-- Provided material follows --

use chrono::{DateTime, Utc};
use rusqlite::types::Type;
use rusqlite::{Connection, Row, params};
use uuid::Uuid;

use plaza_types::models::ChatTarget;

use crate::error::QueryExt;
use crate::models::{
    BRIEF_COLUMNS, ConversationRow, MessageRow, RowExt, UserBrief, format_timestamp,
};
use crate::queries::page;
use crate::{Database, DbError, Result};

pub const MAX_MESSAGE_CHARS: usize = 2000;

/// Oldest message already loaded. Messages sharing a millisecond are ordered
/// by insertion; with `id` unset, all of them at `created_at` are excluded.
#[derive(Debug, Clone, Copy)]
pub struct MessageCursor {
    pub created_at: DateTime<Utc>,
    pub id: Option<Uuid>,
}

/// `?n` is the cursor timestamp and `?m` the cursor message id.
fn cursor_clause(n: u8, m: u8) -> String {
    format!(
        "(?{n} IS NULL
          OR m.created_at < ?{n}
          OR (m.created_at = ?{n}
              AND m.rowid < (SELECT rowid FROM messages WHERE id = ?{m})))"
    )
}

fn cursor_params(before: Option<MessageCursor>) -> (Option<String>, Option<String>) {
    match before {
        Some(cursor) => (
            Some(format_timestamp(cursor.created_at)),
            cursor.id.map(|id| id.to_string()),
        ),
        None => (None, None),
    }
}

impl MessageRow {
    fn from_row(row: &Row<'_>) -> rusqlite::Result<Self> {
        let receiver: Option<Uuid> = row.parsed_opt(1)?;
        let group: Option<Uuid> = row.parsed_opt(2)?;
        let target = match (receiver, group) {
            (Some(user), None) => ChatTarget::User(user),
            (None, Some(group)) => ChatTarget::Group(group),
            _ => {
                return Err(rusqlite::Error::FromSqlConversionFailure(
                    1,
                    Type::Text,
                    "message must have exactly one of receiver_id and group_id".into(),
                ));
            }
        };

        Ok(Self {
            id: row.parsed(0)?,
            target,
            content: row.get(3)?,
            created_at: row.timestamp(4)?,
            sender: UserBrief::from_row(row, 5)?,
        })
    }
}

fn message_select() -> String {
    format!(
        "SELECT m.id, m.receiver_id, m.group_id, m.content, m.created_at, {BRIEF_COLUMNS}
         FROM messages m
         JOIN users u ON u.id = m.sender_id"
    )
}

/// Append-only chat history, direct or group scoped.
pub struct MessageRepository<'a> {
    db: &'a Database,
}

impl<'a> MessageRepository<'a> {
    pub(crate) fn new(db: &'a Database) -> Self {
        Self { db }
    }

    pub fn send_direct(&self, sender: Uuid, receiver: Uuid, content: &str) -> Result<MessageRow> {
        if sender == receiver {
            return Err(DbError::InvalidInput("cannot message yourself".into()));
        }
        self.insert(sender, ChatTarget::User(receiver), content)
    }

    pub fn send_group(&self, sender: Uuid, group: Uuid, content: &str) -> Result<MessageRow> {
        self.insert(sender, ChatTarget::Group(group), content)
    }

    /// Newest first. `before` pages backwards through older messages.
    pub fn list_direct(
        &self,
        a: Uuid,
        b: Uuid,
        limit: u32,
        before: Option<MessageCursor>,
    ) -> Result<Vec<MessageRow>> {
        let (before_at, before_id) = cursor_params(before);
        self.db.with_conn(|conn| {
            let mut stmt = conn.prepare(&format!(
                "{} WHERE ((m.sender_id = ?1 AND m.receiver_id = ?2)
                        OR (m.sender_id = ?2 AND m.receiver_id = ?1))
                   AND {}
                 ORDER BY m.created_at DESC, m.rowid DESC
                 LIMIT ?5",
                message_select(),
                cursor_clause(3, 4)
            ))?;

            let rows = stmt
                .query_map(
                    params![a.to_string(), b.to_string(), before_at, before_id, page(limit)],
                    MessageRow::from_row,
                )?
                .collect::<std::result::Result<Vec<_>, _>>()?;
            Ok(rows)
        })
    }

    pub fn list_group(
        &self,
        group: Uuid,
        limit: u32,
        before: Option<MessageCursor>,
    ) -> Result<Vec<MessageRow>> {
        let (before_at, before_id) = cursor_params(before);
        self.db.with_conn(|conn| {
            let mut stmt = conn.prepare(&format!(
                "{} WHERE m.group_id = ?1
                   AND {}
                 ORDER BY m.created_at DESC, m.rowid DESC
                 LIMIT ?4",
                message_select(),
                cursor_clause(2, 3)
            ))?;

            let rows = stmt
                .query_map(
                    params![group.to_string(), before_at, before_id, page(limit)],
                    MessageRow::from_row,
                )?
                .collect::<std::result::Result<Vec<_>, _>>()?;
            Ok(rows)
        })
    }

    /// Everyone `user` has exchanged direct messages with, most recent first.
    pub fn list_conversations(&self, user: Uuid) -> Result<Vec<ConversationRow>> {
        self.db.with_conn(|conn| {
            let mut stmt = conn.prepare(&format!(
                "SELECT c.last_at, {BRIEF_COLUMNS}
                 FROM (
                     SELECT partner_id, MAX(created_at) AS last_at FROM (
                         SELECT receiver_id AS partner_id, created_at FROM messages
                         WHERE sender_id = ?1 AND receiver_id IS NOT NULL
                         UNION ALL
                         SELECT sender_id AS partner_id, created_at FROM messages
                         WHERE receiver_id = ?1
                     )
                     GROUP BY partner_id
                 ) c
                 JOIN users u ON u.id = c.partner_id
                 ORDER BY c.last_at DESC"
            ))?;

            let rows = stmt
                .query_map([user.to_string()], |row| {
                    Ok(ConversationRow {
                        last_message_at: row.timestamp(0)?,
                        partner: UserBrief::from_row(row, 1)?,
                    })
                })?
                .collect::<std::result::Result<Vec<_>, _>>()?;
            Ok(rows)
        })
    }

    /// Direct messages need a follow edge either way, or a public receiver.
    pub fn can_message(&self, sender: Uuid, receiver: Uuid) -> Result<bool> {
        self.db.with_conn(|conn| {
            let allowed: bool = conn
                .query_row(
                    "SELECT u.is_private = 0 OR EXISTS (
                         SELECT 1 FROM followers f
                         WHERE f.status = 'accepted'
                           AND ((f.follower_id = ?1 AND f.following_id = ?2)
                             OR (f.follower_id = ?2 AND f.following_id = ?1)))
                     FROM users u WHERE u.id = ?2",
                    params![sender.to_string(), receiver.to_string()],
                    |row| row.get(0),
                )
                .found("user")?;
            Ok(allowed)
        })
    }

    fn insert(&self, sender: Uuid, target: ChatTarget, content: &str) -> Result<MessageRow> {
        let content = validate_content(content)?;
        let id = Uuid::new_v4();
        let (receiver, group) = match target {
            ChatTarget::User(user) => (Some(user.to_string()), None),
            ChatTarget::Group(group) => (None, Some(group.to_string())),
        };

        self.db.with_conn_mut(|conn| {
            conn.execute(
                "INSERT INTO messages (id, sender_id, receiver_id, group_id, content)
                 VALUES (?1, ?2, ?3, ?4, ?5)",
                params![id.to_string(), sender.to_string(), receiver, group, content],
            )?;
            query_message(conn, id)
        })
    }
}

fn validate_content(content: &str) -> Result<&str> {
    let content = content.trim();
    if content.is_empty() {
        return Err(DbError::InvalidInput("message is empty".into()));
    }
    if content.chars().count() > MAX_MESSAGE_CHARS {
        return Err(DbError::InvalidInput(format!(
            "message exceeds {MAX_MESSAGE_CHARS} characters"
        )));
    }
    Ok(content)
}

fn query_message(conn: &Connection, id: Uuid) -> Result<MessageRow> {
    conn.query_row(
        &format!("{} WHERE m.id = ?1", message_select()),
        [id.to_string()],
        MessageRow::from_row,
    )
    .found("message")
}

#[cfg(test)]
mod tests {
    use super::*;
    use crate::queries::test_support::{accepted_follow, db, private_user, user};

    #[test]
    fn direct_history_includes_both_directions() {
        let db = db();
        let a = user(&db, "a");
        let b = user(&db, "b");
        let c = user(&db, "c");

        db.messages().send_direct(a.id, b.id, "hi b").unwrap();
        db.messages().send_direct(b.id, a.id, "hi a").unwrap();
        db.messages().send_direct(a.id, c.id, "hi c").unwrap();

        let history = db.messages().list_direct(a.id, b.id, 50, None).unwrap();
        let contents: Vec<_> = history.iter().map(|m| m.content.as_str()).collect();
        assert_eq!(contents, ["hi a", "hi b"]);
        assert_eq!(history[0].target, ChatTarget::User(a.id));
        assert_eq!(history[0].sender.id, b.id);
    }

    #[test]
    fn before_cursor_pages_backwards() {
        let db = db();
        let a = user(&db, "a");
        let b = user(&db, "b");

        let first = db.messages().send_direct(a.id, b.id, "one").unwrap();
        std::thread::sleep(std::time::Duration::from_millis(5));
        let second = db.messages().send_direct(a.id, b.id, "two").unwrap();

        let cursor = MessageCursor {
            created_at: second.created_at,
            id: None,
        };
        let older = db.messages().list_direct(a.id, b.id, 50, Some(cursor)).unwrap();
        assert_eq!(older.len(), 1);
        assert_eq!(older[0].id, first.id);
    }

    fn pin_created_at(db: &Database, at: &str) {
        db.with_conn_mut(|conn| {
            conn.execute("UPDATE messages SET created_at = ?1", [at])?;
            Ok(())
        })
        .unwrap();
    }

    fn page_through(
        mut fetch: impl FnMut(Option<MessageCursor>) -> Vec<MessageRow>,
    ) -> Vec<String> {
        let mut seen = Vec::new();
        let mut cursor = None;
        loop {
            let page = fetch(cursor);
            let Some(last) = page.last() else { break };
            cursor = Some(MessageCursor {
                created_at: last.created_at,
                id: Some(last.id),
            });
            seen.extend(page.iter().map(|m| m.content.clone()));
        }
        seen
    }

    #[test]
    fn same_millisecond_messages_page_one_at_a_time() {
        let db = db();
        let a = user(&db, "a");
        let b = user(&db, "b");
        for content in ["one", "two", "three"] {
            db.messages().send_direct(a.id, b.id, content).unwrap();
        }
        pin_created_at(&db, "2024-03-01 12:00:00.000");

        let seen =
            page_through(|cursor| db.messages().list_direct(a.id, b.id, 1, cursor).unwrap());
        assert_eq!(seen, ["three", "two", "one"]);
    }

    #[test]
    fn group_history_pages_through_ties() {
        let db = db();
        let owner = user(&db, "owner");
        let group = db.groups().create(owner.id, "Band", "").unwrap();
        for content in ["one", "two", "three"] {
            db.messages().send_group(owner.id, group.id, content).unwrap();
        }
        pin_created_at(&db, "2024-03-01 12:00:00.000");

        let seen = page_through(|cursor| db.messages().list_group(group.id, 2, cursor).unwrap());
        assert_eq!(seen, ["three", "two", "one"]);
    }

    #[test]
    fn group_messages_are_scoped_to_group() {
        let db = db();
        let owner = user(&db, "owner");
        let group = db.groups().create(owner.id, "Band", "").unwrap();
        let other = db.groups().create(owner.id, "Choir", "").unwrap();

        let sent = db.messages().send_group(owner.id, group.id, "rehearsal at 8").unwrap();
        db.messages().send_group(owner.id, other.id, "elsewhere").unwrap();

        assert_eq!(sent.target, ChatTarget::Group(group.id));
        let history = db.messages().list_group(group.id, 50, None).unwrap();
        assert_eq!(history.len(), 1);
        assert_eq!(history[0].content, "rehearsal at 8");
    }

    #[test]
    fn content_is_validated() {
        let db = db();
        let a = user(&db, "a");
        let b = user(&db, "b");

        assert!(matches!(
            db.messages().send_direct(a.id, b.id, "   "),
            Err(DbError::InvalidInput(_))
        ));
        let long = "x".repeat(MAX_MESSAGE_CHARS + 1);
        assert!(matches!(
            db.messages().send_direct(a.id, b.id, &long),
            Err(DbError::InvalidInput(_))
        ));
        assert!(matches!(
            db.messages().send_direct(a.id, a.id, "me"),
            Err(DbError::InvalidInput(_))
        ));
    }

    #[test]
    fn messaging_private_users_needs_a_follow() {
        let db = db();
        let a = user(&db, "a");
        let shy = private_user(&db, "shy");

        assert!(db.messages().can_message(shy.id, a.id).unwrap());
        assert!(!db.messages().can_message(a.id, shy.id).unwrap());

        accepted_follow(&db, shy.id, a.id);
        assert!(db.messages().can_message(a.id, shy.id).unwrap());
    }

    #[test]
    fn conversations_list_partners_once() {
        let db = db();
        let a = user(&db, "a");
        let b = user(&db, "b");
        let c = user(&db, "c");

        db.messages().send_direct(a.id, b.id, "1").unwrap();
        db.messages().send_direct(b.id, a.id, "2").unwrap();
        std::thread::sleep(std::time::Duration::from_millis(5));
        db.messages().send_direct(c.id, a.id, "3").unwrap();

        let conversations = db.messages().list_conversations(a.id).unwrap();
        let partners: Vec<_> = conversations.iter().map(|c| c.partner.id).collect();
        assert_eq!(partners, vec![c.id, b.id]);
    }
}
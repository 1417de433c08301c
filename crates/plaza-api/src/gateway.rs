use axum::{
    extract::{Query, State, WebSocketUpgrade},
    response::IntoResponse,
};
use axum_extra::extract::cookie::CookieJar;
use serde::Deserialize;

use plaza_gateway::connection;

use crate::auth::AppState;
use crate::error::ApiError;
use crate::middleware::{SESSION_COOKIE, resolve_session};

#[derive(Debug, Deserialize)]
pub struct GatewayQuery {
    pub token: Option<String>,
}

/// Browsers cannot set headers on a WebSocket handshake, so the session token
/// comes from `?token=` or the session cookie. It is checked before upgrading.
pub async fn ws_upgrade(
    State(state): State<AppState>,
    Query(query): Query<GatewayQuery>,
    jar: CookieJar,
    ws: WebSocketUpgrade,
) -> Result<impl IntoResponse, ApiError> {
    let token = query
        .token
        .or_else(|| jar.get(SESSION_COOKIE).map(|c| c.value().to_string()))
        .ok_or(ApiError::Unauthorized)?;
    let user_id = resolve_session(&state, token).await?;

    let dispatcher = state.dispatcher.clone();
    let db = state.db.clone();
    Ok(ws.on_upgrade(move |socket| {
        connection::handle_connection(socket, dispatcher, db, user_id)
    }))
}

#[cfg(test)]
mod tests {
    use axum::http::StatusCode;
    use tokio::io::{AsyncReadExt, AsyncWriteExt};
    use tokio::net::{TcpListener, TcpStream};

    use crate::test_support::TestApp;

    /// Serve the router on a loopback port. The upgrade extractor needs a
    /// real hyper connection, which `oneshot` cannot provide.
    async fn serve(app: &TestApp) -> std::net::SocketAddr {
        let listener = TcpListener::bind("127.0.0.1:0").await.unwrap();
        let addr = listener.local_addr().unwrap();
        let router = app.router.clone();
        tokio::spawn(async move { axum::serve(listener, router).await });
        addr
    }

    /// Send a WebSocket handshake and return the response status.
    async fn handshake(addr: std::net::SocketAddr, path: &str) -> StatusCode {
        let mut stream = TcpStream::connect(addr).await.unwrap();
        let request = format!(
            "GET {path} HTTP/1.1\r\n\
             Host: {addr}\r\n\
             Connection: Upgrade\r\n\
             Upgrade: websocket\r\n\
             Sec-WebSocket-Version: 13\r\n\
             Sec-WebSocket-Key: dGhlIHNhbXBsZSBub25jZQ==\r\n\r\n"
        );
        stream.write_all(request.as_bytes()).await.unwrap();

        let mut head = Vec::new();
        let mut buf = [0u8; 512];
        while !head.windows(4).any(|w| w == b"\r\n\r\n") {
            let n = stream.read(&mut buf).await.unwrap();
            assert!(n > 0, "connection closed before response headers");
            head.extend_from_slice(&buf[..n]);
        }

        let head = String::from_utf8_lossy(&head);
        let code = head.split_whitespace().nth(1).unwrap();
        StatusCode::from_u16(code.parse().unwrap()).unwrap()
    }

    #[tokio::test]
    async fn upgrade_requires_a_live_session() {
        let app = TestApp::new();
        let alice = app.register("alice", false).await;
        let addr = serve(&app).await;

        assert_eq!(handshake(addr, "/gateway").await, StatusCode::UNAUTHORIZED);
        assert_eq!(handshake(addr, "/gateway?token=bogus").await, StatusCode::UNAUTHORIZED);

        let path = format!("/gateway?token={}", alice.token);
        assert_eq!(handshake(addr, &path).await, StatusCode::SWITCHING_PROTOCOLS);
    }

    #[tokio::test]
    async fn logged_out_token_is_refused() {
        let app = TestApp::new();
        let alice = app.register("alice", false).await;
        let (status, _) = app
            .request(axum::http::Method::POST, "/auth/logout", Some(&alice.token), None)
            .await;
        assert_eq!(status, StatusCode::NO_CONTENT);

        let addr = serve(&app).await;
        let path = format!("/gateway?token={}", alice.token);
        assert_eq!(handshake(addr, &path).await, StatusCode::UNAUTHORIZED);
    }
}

-- Provided material concluded --

Check each line of the entries for the string "return". Copy the lines that have it.

### Expected answer
                return Err(rusqlite::Error::FromSqlConversionFailure(
            return Err(DbError::InvalidInput("cannot message yourself".into()));
        return Err(DbError::InvalidInput("message is empty".into()));
        return Err(DbError::InvalidInput(format!(
    /// Send a WebSocket handshake and return the response status.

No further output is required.